Complex networks describe the interactions between a vast number of components and are the foundation of many natural, societal, and technological phenomena.¹ At the molecular level, interactions take place in networks based on DNA, proteins, or metabolites.² The discovery of recurrent patterns in biochemical networks (i.e., network motifs),³ in particular, has sparked chemists to translate theoretical design principles that use feedback loops^4,5 into practical molecular methods that enable the synthesis of out-of-equilibrium chemical reaction networks (CRNs).^6,7 Despite significant progress, expanding the complexity in CRNs in a modular, theory-based way remains scarce.⁸

One of the main difficulties in the synthesis of CRNs resides in the requirement of the integral approach, involving organic synthesis and mathematical modelling.⁹ Advances in systems chemistry—a subdiscipline at the interface of systems biology and supramolecular chemistry⁸—demonstrate that CRNs can be experimentally designed, rationalizing behaviour ubiquitous for living systems e.g., bistability,^10–12 oscillations,^13,14 and other transient behaviours.^15–17 In all examples, mass-action models¹⁸ are used to support and validate their observed dynamics, demonstrating the need for mathematical modelling to guide the design of CRNs.¹⁹ Experimentally-designed CRNs (or, more generally, CRNs designed artificially by chemists), however, cannot always be accurately modelled using mass-action kinetics due to complexity of the reaction mechanisms involved as well as limitations in the determination of rate constants thereof.²⁰ The experimental framework for CRNs with more complex behaviour^21–23 is gaining ground rapidly, and novel approaches that can capture their dynamics are needed.

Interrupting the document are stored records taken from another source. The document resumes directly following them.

// SPDX-License-Identifier: AGPL-3.0-or-later
// SPDX-FileCopyrightText: 2024 Hyperpolymath

//! The fitted hoax classification pipeline and its on-disk artifact
//!
//! A [`HoaxModel`] is the TF-IDF featurizer over the `text` column followed
//! by logistic regression against the label. [`ModelArtifact`] stores it as
//! a zip archive with two entries: `schema.json` and `model.json`.

use crate::classifier::{LogisticRegression, TrainerOptions};
use crate::datasets::{label_distribution, Label, NewsRecord, COMBINED_HEADER};
use crate::featurizer::{FeaturizerOptions, TextFeaturizer};
use anyhow::{Context, Result};
use chrono::{DateTime, Utc};
use serde::{Deserialize, Serialize};
use sha2::{Digest, Sha256};
use std::fs::File;
use std::io::{BufReader, Read, Write};
use std::path::Path;
use zip::write::SimpleFileOptions;
use zip::{CompressionMethod, ZipArchive, ZipWriter};

const SCHEMA_ENTRY: &str = "schema.json";
const MODEL_ENTRY: &str = "model.json";

/// Prediction for a single article
#[derive(Debug, Clone, Copy, PartialEq, Serialize, Deserialize)]
pub struct Prediction {
    pub label: Label,
    /// P(hoax)
    pub probability: f64,
    /// Raw decision score
    pub score: f64,
}

/// Featurizer + classifier fitted on the combined dataset
#[derive(Debug, Clone, Serialize, Deserialize)]
pub struct HoaxModel {
    featurizer: TextFeaturizer,
    classifier: LogisticRegression,
}

impl HoaxModel {
    pub fn fit(
        records: &[NewsRecord],
        featurizer_options: FeaturizerOptions,
        trainer_options: &TrainerOptions,
    ) -> Result<Self> {
        let texts: Vec<&str> = records.iter().map(|r| r.text.as_str()).collect();
        let labels: Vec<bool> = records.iter().map(|r| r.label.to_bool()).collect();

        let featurizer = TextFeaturizer::fit(&texts, featurizer_options);
        let features = featurizer.transform_batch(&texts);

        tracing::info!(
            "Training logistic regression on {} records ({} features)",
            records.len(),
            featurizer.dimension()
        );

        let classifier = LogisticRegression::fit(&features, &labels, featurizer.dimension(), trainer_options)
            .context("Failed to train classifier")?;

        Ok(Self {
            featurizer,
            classifier,
        })
    }

    pub fn predict(&self, text: &str) -> Prediction {
        let features = self.featurizer.transform(text);
        let score = self.classifier.score(&features);
        let probability = self.classifier.predict_proba(&features);

        Prediction {
            label: Label::from_bool(self.classifier.predict(&features)),
            probability,
            score,
        }
    }

    pub fn predict_batch(&self, records: &[NewsRecord]) -> Vec<Prediction> {
        records.iter().map(|r| self.predict(&r.text)).collect()
    }

    pub fn vocabulary_size(&self) -> usize {
        self.featurizer.dimension()
    }
}

#[derive(Debug, Clone, Copy, PartialEq, Eq, Serialize, Deserialize)]
#[serde(rename_all = "snake_case")]
pub enum ColumnKind {
    Text,
    Boolean,
}

#[derive(Debug, Clone, PartialEq, Eq, Serialize, Deserialize)]
pub struct ColumnSchema {
    pub name: String,
    pub kind: ColumnKind,
}

/// Training schema saved alongside the fitted model
#[derive(Debug, Clone, Serialize, Deserialize)]
pub struct ModelSchema {
    pub columns: Vec<ColumnSchema>,
    pub feature_column: String,
    pub label_column: String,
    /// Class reported when the label column is `true`
    pub positive_class: String,
    pub training_rows: usize,
    pub hoax_rows: usize,
    pub authentic_rows: usize,
    pub vocabulary_size: usize,
    /// SHA-256 of the combined dataset the model was trained from
    pub dataset_sha256: Option<String>,
    pub created_at: DateTime<Utc>,
    pub version: String,
}

impl ModelSchema {
    pub fn for_training(train: &[NewsRecord], model: &HoaxModel, dataset_sha256: Option<String>) -> Self {
        let dist = label_distribution(train);
        let columns = COMBINED_HEADER
            .iter()
            .map(|name| ColumnSchema {
                name: name.to_string(),
                kind: if *name == "label" {
                    ColumnKind::Boolean
                } else {
                    ColumnKind::Text
                },
            })
            .collect();

        Self {
            columns,
            feature_column: "text".to_string(),
            label_column: "label".to_string(),
            positive_class: "hoax".to_string(),
            training_rows: train.len(),
            hoax_rows: *dist.get(&Label::Hoax).unwrap_or(&0),
            authentic_rows: *dist.get(&Label::Authentic).unwrap_or(&0),
            vocabulary_size: model.vocabulary_size(),
            dataset_sha256,
            created_at: Utc::now(),
            version: env!("CARGO_PKG_VERSION").to_string(),
        }
    }
}

/// Serialized model: schema plus fitted pipeline
#[derive(Debug, Clone)]
pub struct ModelArtifact {
    pub schema: ModelSchema,
    pub model: HoaxModel,
}

impl ModelArtifact {
    /// Write the artifact as a zip archive, replacing any existing file
    pub fn save(&self, path: &Path) -> Result<()> {
        let file = File::create(path).with_context(|| format!("Failed to create model file: {}", path.display()))?;
        let mut zip = ZipWriter::new(file);

        zip.start_file(SCHEMA_ENTRY, entry_options())?;
        zip.write_all(&serde_json::to_vec_pretty(&self.schema)?)?;

        zip.start_file(MODEL_ENTRY, entry_options())?;
        zip.write_all(&serde_json::to_vec(&self.model)?)?;

        zip.finish()
            .with_context(|| format!("Failed to finish model archive: {}", path.display()))?;

        tracing::info!("Model saved to {}", path.display());
        Ok(())
    }

    pub fn load(path: &Path) -> Result<Self> {
        let file = File::open(path).with_context(|| format!("Failed to open model file: {}", path.display()))?;
        let mut archive =
            ZipArchive::new(file).with_context(|| format!("Not a model archive: {}", path.display()))?;

        let schema: ModelSchema = {
            let entry = archive
                .by_name(SCHEMA_ENTRY)
                .with_context(|| format!("{} missing from {}", SCHEMA_ENTRY, path.display()))?;
            serde_json::from_reader(BufReader::new(entry))?
        };
        let model: HoaxModel = {
            let entry = archive
                .by_name(MODEL_ENTRY)
                .with_context(|| format!("{} missing from {}", MODEL_ENTRY, path.display()))?;
            serde_json::from_reader(BufReader::new(entry))?
        };

        Ok(Self { schema, model })
    }
}

fn entry_options() -> SimpleFileOptions {
    SimpleFileOptions::default().compression_method(CompressionMethod::Deflated)
}

/// Hex SHA-256 of a file's contents
pub fn fingerprint_file(path: &Path) -> Result<String> {
    let mut file = File::open(path).with_context(|| format!("Failed to open {}", path.display()))?;
    let mut hasher = Sha256::new();
    let mut buffer = [0u8; 8192];

    loop {
        let bytes_read = file.read(&mut buffer)?;
        if bytes_read == 0 {
            break;
        }
        hasher.update(&buffer[..bytes_read]);
    }

    Ok(hex::encode(hasher.finalize()))
}

#[cfg(test)]
mod tests {
    use super::*;

    fn record(text: &str, label: Label) -> NewsRecord {
        NewsRecord {
            label,
            ..NewsRecord::from_text(text)
        }
    }

    fn training_records() -> Vec<NewsRecord> {
        let hoax = [
            "shocking miracle cure doctors hate",
            "secret conspiracy revealed shocking truth",
            "miracle snake with five heads found",
            "shocking secret the government hides",
        ];
        let real = [
            "ministry announces new scholarship program",
            "official report on regional budget published",
            "government opens scholarship registration",
            "official statement from the ministry spokesperson",
        ];

        hoax.iter()
            .map(|t| record(t, Label::Hoax))
            .chain(real.iter().map(|t| record(t, Label::Authentic)))
            .collect()
    }

    fn fitted() -> HoaxModel {
        let options = TrainerOptions {
            epochs: 50,
            ..TrainerOptions::default()
        };
        HoaxModel::fit(&training_records(), FeaturizerOptions::default(), &options).unwrap()
    }

    #[test]
    fn test_fit_and_predict() {
        let model = fitted();

        let hoax = model.predict("shocking miracle secret");
        assert_eq!(hoax.label, Label::Hoax);
        assert!(hoax.probability > 0.5);

        let real = model.predict("official ministry scholarship");
        assert_eq!(real.label, Label::Authentic);
        assert!(real.probability < 0.5);

        assert_eq!(model.predict_batch(&training_records()).len(), 8);
    }

    #[test]
    fn test_fit_empty_fails() {
        assert!(HoaxModel::fit(&[], FeaturizerOptions::default(), &TrainerOptions::default()).is_err());
    }

    #[test]
    fn test_schema_counts() {
        let model = fitted();
        let schema = ModelSchema::for_training(&training_records(), &model, None);

        assert_eq!(schema.training_rows, 8);
        assert_eq!(schema.hoax_rows, 4);
        assert_eq!(schema.authentic_rows, 4);
        assert_eq!(schema.columns.len(), 5);
        assert_eq!(schema.columns[4].kind, ColumnKind::Boolean);
        assert_eq!(schema.vocabulary_size, model.vocabulary_size());
    }

    #[test]
    fn test_artifact_save_and_load() {
        let dir = tempfile::tempdir().unwrap();
        let path = dir.path().join("model_hoax.zip");
        let model = fitted();
        let artifact = ModelArtifact {
            schema: ModelSchema::for_training(&training_records(), &model, Some("abc".to_string())),
            model,
        };

        artifact.save(&path).unwrap();
        let loaded = ModelArtifact::load(&path).unwrap();

        assert_eq!(loaded.schema.dataset_sha256.as_deref(), Some("abc"));
        let text = "miracle found in the ministry";
        let before = artifact.model.predict(text);
        let after = loaded.model.predict(text);
        assert_eq!(after.label, before.label);
        assert!((after.probability - before.probability).abs() < 1e-9);
    }

    #[test]
    fn test_load_rejects_non_archive() {
        let dir = tempfile::tempdir().unwrap();
        let path = dir.path().join("model_hoax.zip");
        std::fs::write(&path, "not a zip").unwrap();

        assert!(ModelArtifact::load(&path).is_err());
    }

    #[test]
    fn test_fingerprint() {
        let dir = tempfile::tempdir().unwrap();
        let path = dir.path().join("data.csv");
        std::fs::write(&path, "abc").unwrap();

        assert_eq!(
            fingerprint_file(&path).unwrap(),
            "ba7816bf8f01cfea414140de5dae2223b00361a396177a9cb410ff61f20015ad"
        );
    }
}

Alternatively, mass-action models can be represented by a bipartite graph with nodes representing chemical species and reactions. The mathematical foundation for so-called species–reaction graphs was introduced in the early 1970’s,²⁴ and gained significant attention after Feinberg demonstrated that abstract graph theory can be applied to study interconnected chemical reactions.^25,26 Bipartite graphs are commonly applied to represent CRNs,^27,28 or to detect the lowest-energy paths in molecular transformations (wherein reaction mechanisms are treated as CRNs).^29–31 In all examples, paths are used as network properties. Other network statistics (such as centrality, clustering and motifs) have been used to analyse CRNs that are large. In this context, biochemical networks^32–34 and combustion networks³⁵ are similar because they both comprise many intermediates, each with numerous reaction paths. When analysing network statistics, random graphs can provide a benchmark to filter out effects that are created by randomness. Overall, mathematical properties of the solutions of mass-action systems are strongly related to key properties of the CRNs that generate them, including their feedback interactions.³⁶

Despite the advances in CRN theory, analyses of species–reaction graphs that are sufficiently informative to guide the design of CRNs for the synthesis-oriented chemist are scarce. An important distinction between the out-of-equilibrium reaction networks of interest to the systems chemist^8–17 and the aforementioned networks, wherein reaction mechanisms are treated as CRNs,^27–31,35 is that the first type of CRNs use intermediates that are stable and separable compounds whereas the second type of CRNs use intermediates that are short lived and cannot be separated as individual compounds. That is, while theory can take the perspective that thousands of reactions can be treated as similar, in practice, each class of reactions can have its own chemical rules.^37,38 We need new methods to represent, collect and extract information to predict structures and functions of CRNs that are synthetically feasible. This is a non-trivial task as the design of CRNs requires expertise in chemical synthesis and graph analysis to create a foundation that takes into account the chemical and mathematical perspectives on how reactions become networks.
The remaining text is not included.